Despite the high flexibility of prototyping machines, the complexity of these structures often generates differences between the designed structure and the final result of 3D printing. It is therefore necessary to design and build measuring benches that can detect such differences. The study of these differences is the subject of a Progetto di Ricerca di Interesse Nazionale (PRIN Prot. 2015BNWJZT), which provides a multi-competence and multidisciplinary approach, through the collaboration of various universities: the University of Brescia, the University of Perugia, the Polytechnic University of Marche and the University of Messina

The aim of this thesis was to study the possible measurement set-ups involving both 2D and 3D vision. The solutions identified for the superficial dimensioning of the prototyped object (shown in Fig. 2) are:

  1. a 3D measurement set-up with a light profile sensor;
  2. a 2D measurement set-up with cameras, telecentric optics and collimated backlight.

In addition, a dimensional survey of the internal structure of the object was carried out thanks to to a tomographic scan of the structure made by a selected company.

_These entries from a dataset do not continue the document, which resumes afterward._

#[tokio::test]
async fn unknown_item_is_not_found_even_with_an_unknown_customer() {
    let harness = LedgerHarness::new().await;

    let mut req = request(Uuid::new_v4(), MovementKind::Out, dec!(1), "delivery");
    req.options.customer_id = Some(Uuid::new_v4());
    let err = harness.ledger.submit_movement(req, staff()).await.unwrap_err();
    assert_matches!(err, ServiceError::NotFound(ref msg) if msg.contains("Item"));
}

#[tokio::test]
async fn archived_items_accept_no_movements() {
    let harness = LedgerHarness::new().await;
    let item = harness.seed_item("SKU-ARCH", dec!(4), dec!(0)).await;
    harness
        .items
        .update_item(
            item.id,
            UpdateItemRequest {
                status: Some(item::ItemStatus::Archived),
                ..Default::default()
            },
            admin(),
        )
        .await
        .unwrap();

    let err = harness
        .ledger
        .submit_movement(request(item.id, MovementKind::In, dec!(1), "late receipt"), admin())
        .await
        .unwrap_err();
    assert_matches!(err, ServiceError::InvalidInput(_));
    assert_eq!(movement_count(&harness, item.id).await, 1);
}

#[tokio::test]
async fn delivery_to_inactive_customer_is_rejected() {
    let harness = LedgerHarness::new().await;
    let item = harness.seed_item("SKU-D", dec!(10), dec!(0)).await;
    let customer = harness.seed_customer("Dormant Co").await;
    deactivate(&harness, &customer).await;

    let mut req = request(item.id, MovementKind::Out, dec!(2), "delivery");
    req.options.customer_id = Some(customer.id);
    let err = harness.ledger.submit_movement(req, staff()).await.unwrap_err();

    assert_matches!(err, ServiceError::InvalidInput(ref msg) if msg.contains("inactive"));
    assert_eq!(movement_count(&harness, item.id).await, 1);
}

#[tokio::test]
async fn delivery_to_unknown_customer_is_rejected() {
    let harness = LedgerHarness::new().await;
    let item = harness.seed_item("SKU-GHOST", dec!(10), dec!(0)).await;

    let mut req = request(item.id, MovementKind::Out, dec!(2), "delivery");
    req.options.customer_id = Some(Uuid::new_v4());
    let err = harness.ledger.submit_movement(req, staff()).await.unwrap_err();

    assert_matches!(err, ServiceError::InvalidInput(_));
    assert_eq!(movement_count(&harness, item.id).await, 1);
}

#[tokio::test]
async fn deliveries_are_listed_per_customer() {
    let harness = LedgerHarness::new().await;
    let item = harness.seed_item("SKU-DEL", dec!(10), dec!(0)).await;
    let customer = harness.seed_customer("Acme").await;
    let other = harness.seed_customer("Globex").await;

    let mut req = request(item.id, MovementKind::Out, dec!(3), "delivery");
    req.options.customer_id = Some(customer.id);
    req.options.delivery_note = Some("DN-001".to_string());
    req.options.ref_doc = Some("SO-42".to_string());
    let outcome = harness.ledger.submit_movement(req, staff()).await.unwrap();
    assert_eq!(outcome.movement.customer_id, Some(customer.id));
    assert_eq!(outcome.movement.delivery_note.as_deref(), Some("DN-001"));
    assert_eq!(outcome.movement.ref_doc.as_deref(), Some("SO-42"));

    let deliveries = harness.ledger.customer_deliveries(customer.id).await.unwrap();
    assert_eq!(deliveries.len(), 1);
    assert_eq!(deliveries[0].delta, dec!(-3));

    assert!(harness
        .ledger
        .customer_deliveries(other.id)
        .await
        .unwrap()
        .is_empty());
    assert_matches!(
        harness.ledger.customer_deliveries(Uuid::new_v4()).await,
        Err(ServiceError::NotFound(_))
    );
}

#[tokio::test]
async fn history_is_newest_first_and_respects_limit() {
    let harness = LedgerHarness::new().await;
    let item = harness.seed_item("SKU-HIST", dec!(1), dec!(0)).await;

    for qty in [dec!(2), dec!(3), dec!(4)] {
        harness
            .ledger
            .submit_movement(request(item.id, MovementKind::In, qty, "receipt"), staff())
            .await
            .unwrap();
    }

    let history = harness.ledger.movement_history(item.id, None).await.unwrap();
    let sequences: Vec<i64> = history.iter().map(|m| m.sequence).collect();
    assert_eq!(sequences, vec![4, 3, 2, 1]);

    let limited = harness.ledger.movement_history(item.id, Some(2)).await.unwrap();
    assert_eq!(limited.len(), 2);
    assert_eq!(limited[0].delta, dec!(4));
}

#[tokio::test]
async fn recent_movements_span_items() {
    let harness = LedgerHarness::new().await;
    let first = harness.seed_item("SKU-R1", dec!(1), dec!(0)).await;
    let second = harness.seed_item("SKU-R2", dec!(2), dec!(0)).await;

    let recent = harness.ledger.recent_movements(None).await.unwrap();
    assert_eq!(recent.len(), 2);
    let items: Vec<Uuid> = recent.iter().map(|m| m.item_id).collect();
    assert!(items.contains(&first.id));
    assert!(items.contains(&second.id));

    assert_eq!(harness.ledger.recent_movements(Some(1)).await.unwrap().len(), 1);
}

#[tokio::test]
async fn cached_balance_matches_movement_log() {
    let harness = LedgerHarness::new().await;
    let item = harness.seed_item("SKU-SUM", dec!(8), dec!(0)).await;

    let steps = [
        (MovementKind::In, dec!(2.5)),
        (MovementKind::Out, dec!(1.25)),
        (MovementKind::Adjust, dec!(-0.5)),
        (MovementKind::In, dec!(16)),
    ];
    for (kind, qty) in steps {
        harness
            .ledger
            .submit_movement(request(item.id, kind, qty, "activity"), staff())
            .await
            .unwrap();
    }

    let check = harness.ledger.recompute_balance(item.id).await.unwrap();
    assert!(check.is_consistent());
    assert_eq!(check.cached, dec!(24.75));
    assert_eq!(check.derived, dec!(24.75));
}

#[tokio::test]
async fn low_stock_event_fires_once_when_threshold_is_crossed() {
    let mut harness = LedgerHarness::new().await;
    let item = harness.seed_item("SKU-LOW", dec!(10), dec!(5)).await;
    harness.drain_events();

    harness
        .ledger
        .submit_movement(request(item.id, MovementKind::Out, dec!(6), "shipment"), staff())
        .await
        .unwrap();
    harness
        .ledger
        .submit_movement(request(item.id, MovementKind::Out, dec!(1), "shipment"), staff())
        .await
        .unwrap();

    let events = harness.drain_events();
    let low: Vec<&Event> = events
        .iter()
        .filter(|e| matches!(e, Event::LowStockDetected { .. }))
        .collect();
    assert_eq!(low.len(), 1);
    assert_matches!(
        low[0],
        Event::LowStockDetected { item_id, current_qty, .. }
            if *item_id == item.id && *current_qty == dec!(4)
    );

    let recorded = events
        .iter()
        .filter(|e| matches!(e, Event::MovementRecorded { .. }))
        .count();
    assert_eq!(recorded, 2);

    let low_items = harness.items.low_stock_items().await.unwrap();
    assert_eq!(low_items.len(), 1);
    assert_eq!(low_items[0].id, item.id);
}

#[tokio::test]
async fn low_stock_alerts_are_kept_newest_first() {
    let harness = LedgerHarness::new().await;
    let item = harness.seed_item("SKU-ALERT", dec!(10), dec!(3)).await;
    assert!(harness.ledger.item_alerts(item.id, None).await.unwrap().is_empty());

    let submit = |kind, qty| {
        harness
            .ledger
            .submit_movement(request(item.id, kind, qty, "floor count"), staff())
    };
    submit(MovementKind::Out, dec!(6)).await.unwrap();
    let first = submit(MovementKind::Out, dec!(2)).await.unwrap();
    submit(MovementKind::Out, dec!(1)).await.unwrap();
    submit(MovementKind::In, dec!(10)).await.unwrap();
    let second = submit(MovementKind::Out, dec!(10.5)).await.unwrap();

    let alerts = harness.ledger.item_alerts(item.id, None).await.unwrap();
    assert_eq!(alerts.len(), 2);
    assert_eq!(alerts[0].movement_id, second.movement.id);
    assert_eq!(alerts[0].current_qty, dec!(0.5));
    assert_eq!(alerts[1].movement_id, first.movement.id);
    assert_eq!(alerts[1].current_qty, dec!(2));
    assert!(alerts
        .iter()
        .all(|a| a.item_id == item.id && a.alert_type == AlertType::LowStock && a.min_threshold == dec!(3)));
    assert!(alerts[0].created_at >= alerts[1].created_at);

    let latest = harness.ledger.item_alerts(item.id, Some(1)).await.unwrap();
    assert_eq!(latest.len(), 1);
    assert_eq!(latest[0].id, alerts[0].id);

    assert_matches!(
        harness.ledger.item_alerts(Uuid::new_v4(), None).await,
        Err(ServiceError::NotFound(_))
    );
}

#[tokio::test]
async fn denied_movement_raises_no_alert() {
    let harness = LedgerHarness::new().await;
    let item = harness.seed_item("SKU-ALERT-DENY", dec!(5), dec!(2)).await;

    let err = harness
        .ledger
        .submit_movement(request(item.id, MovementKind::Out, dec!(8), "oversell"), staff())
        .await
        .unwrap_err();
    assert_matches!(err, ServiceError::Forbidden(_));
    assert!(harness.ledger.item_alerts(item.id, None).await.unwrap().is_empty());
}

Fig. 1 - Example of a Trabecular Structure.
Fig. 2 - The prototyped object studied in this thesis.

The 3D measurment set-up

The experimental set-up created involved a light profile sensor WENGLOR MLWL132. The object has been mounted on a micrometric slide to better perform the acquisitions (Fig. 3).
The point cloud is acquired by the sensor using a custom made LabView software. The whole object is scanned and the point cloud is then analyzed by using PolyWorks. Fig. 4 shows an example of acquisition, while Fig. 5 shows the errors between the point cloud obtained and the CAD model of the object.
Fig. 3 - 3D experimental set-up.
Fig. 4 - Example of acquisition using the light profile sensor.
Fig. 5 - Errors between the measured point cloud and the CAD model.

The 2D measurment set-up

The experimental set-up involving telecentric lenses is shown in Fig. 6. Telecentric lenses are fundamental to avoid camera distorsion especially when high resolution for low dimension measurments are required. The camera used is a iDS UI-1460SE, the telecentric lenses are an OPTO-ENGINEERING TC23036 and finally the retro-illuminator is an OPTO-ENGINEERING LTCLHP036-R (red light). In this set-up a spot was also dedicated to the calibration master required for the calibration of the camera.
The acquisitions obtained have some differences according to the use of the the retro-illuminator. Fig. 7, 8 and 9 show some examples of the acquisitions conducted.
Finally, the measured object was then compared to the tomography obtained from a selected company, resulting in the error map in Fig. 10.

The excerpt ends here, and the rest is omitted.